Hirsch praised the hundreds of thousands of people protesting in Israel every week, noting that they were “proportionately equivalent to 12 million Americans.”
The Reform rabbi also had harsh words for members of the government, Israel’s hardest line so far.
“I will not sanitize supremacists, extremists, and religious fundamentalists. They distort Judaism and are a source of shame for the Jews,” he said.
Hirsch, who last year launched a program aimed at pushing back against anti-Zionism within the religious movement, as young US Jews slip away from staunch support for Israel, said: “As long as I here, this synagogue will not forsake Israel. , especially in the hours of greatest need.”
Polls have shown that young American Jews are increasingly alienated from Israel. However, a solid majority of US Jews continue to support and associate with the Jewish state.
Hirsch went to school in Israel, was a tank commander in the IDF and before that was the director of the Society of Reform Zionists of America. (It is also written on The Times of Israel’s open blogging platform.)
The Israeli government’s plan, as it stands, will allow the Knesset to override court decisions by a bare majority, shield all laws from all judicial oversight, and put the selection of all judges in the hands of coalition politicians.
Opponents argue that it will weaken Israel’s democratic character, remove a key element of its checks and balances and leave minorities unprotected.
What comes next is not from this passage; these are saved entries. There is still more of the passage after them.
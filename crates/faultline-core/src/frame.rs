// Copyright (c) 2025 Geoffrey Huntley <ghuntley@ghuntley.com>. All rights reserved.
// SPDX-License-Identifier: Proprietary

//! Stack trace parsing.

use std::sync::LazyLock;

use regex::Regex;
use serde::{Deserialize, Serialize};

/// Maximum number of frames kept from a single trace.
pub const MAX_FRAMES: usize = 10;

/// Matches `at <description> (<file>:<line>:<column>)` and
/// `at <file>:<line>:<column>`. Rust backtrace location lines use the second form.
static FRAME_REGEX: LazyLock<Regex> =
	LazyLock::new(|| Regex::new(r"^\s*at\s+(?:.*\s\()?(.+):(\d+):(\d+)\)?\s*$").unwrap());

/// A single resolved stack frame.
#[derive(Debug, Clone, PartialEq, Eq, Serialize, Deserialize)]
pub struct StackFrame {
	pub file: String,
	/// 1-based.
	pub line: u32,
	/// 1-based.
	pub column: u32,
}

/// Parse a raw trace string into at most [`MAX_FRAMES`] frames.
///
/// The first line is the fault's own header and is skipped. Lines that do not
/// look like a frame location are dropped. Returns `None` only when there is
/// no trace at all; a trace with no recognisable frames yields an empty list.
pub fn parse_stack_trace(stack: Option<&str>) -> Option<Vec<StackFrame>> {
	let stack = stack.filter(|s| !s.trim().is_empty())?;

	let frames = stack
		.lines()
		.skip(1)
		.filter_map(parse_frame_line)
		.take(MAX_FRAMES)
		.collect();

	Some(frames)
}

fn parse_frame_line(line: &str) -> Option<StackFrame> {
	let captures = FRAME_REGEX.captures(line)?;
	let file = captures.get(1)?.as_str().trim();
	let line = captures.get(2)?.as_str().parse::<u32>().ok()?;
	let column = captures.get(3)?.as_str().parse::<u32>().ok()?;

	if file.is_empty() || line == 0 || column == 0 {
		return None;
	}

	Some(StackFrame {
		file: file.to_string(),
		line,
		column,
	})
}

#[cfg(test)]
mod tests {
	use super::*;
	use proptest::prelude::*;

	fn frame(file: &str, line: u32, column: u32) -> StackFrame {
		StackFrame {
			file: file.to_string(),
			line,
			column,
		}
	}

	#[test]
	fn absent_trace_is_none() {
		assert_eq!(parse_stack_trace(None), None);
		assert_eq!(parse_stack_trace(Some("   ")), None);
	}

	#[test]
	fn header_only_trace_is_empty() {
		assert_eq!(parse_stack_trace(Some("Error: boom")), Some(vec![]));
	}

	#[test]
	fn parses_described_frames() {
		let stack = "TypeError: x is undefined\n    at handler (/srv/app/routes.js:12:7)\n    at Layer.handle [as handle_request] (/srv/app/node_modules/router/layer.js:95:5)";
		assert_eq!(
			parse_stack_trace(Some(stack)).unwrap(),
			vec![
				frame("/srv/app/routes.js", 12, 7),
				frame("/srv/app/node_modules/router/layer.js", 95, 5),
			]
		);
	}

	#[test]
	fn parses_bare_and_uri_frames() {
		let stack = "Error\n    at /srv/app/index.js:3:1\n    at file:///srv/app/main.mjs:8:15";
		assert_eq!(
			parse_stack_trace(Some(stack)).unwrap(),
			vec![
				frame("/srv/app/index.js", 3, 1),
				frame("file:///srv/app/main.mjs", 8, 15),
			]
		);
	}

	#[test]
	fn parses_rust_backtrace_locations() {
		let stack = "panic: boom
   3: my_app::handlers::process
             at ./src/handlers.rs:42:7
   4: my_app::main
             at ./src/main.rs:3:5";
		assert_eq!(
			parse_stack_trace(Some(stack)).unwrap(),
			vec![frame("./src/handlers.rs", 42, 7), frame("./src/main.rs", 3, 5)]
		);
	}

	#[test]
	fn drops_free_form_and_zero_positions() {
		let stack = "Error: boom\n    at async Promise.all (index 0)\n    at <anonymous>\n    at /a.js:0:1\n    at /b.js:2:0\n    at /c.js:2:2";
		assert_eq!(parse_stack_trace(Some(stack)).unwrap(), vec![frame("/c.js", 2, 2)]);
	}

	#[test]
	fn caps_deep_traces_in_order() {
		let mut stack = String::from("Error: deep");
		for i in 1..=50 {
			stack.push_str(&format!("\n    at fn{i} (/srv/app/f{i}.js:{i}:1)"));
		}

		let frames = parse_stack_trace(Some(&stack)).unwrap();
		assert_eq!(frames.len(), MAX_FRAMES);
		for (i, frame) in frames.iter().enumerate() {
			assert_eq!(frame.file, format!("/srv/app/f{}.js", i + 1));
			assert_eq!(frame.line, i as u32 + 1);
		}
	}

	proptest! {
		#[test]
		fn never_exceeds_cap(depth in 0usize..200, line in 1u32..100_000, column in 1u32..500) {
			let mut stack = String::from("Error: generated");
			for i in 0..depth {
				stack.push_str(&format!("\n    at f{i} (/src/m{i}.rs:{line}:{column})"));
			}
			let frames = parse_stack_trace(Some(&stack)).unwrap();
			prop_assert_eq!(frames.len(), depth.min(MAX_FRAMES));
			prop_assert!(frames.iter().all(|f| f.line == line && f.column == column));
		}

		#[test]
		fn arbitrary_input_never_panics(input in ".*") {
			let _ = parse_stack_trace(Some(&input));
		}
	}
}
Supporters call the reform much-needed for reunification in an overactive court.
The reform plans have drawn intense public criticism and fierce opposition across Israel, prompting mass protests and warnings from economists, legal professionals, academics and security officials. Protesters have been pouring into the streets since January in countless days of “disruption” and “resistance”.
Israel’s Consul General in New York expressed his “deep concern” Thursday about the direction the country is heading, in a rare criticism of government policy from a sitting diplomat.
Luke Tress contributed to this report.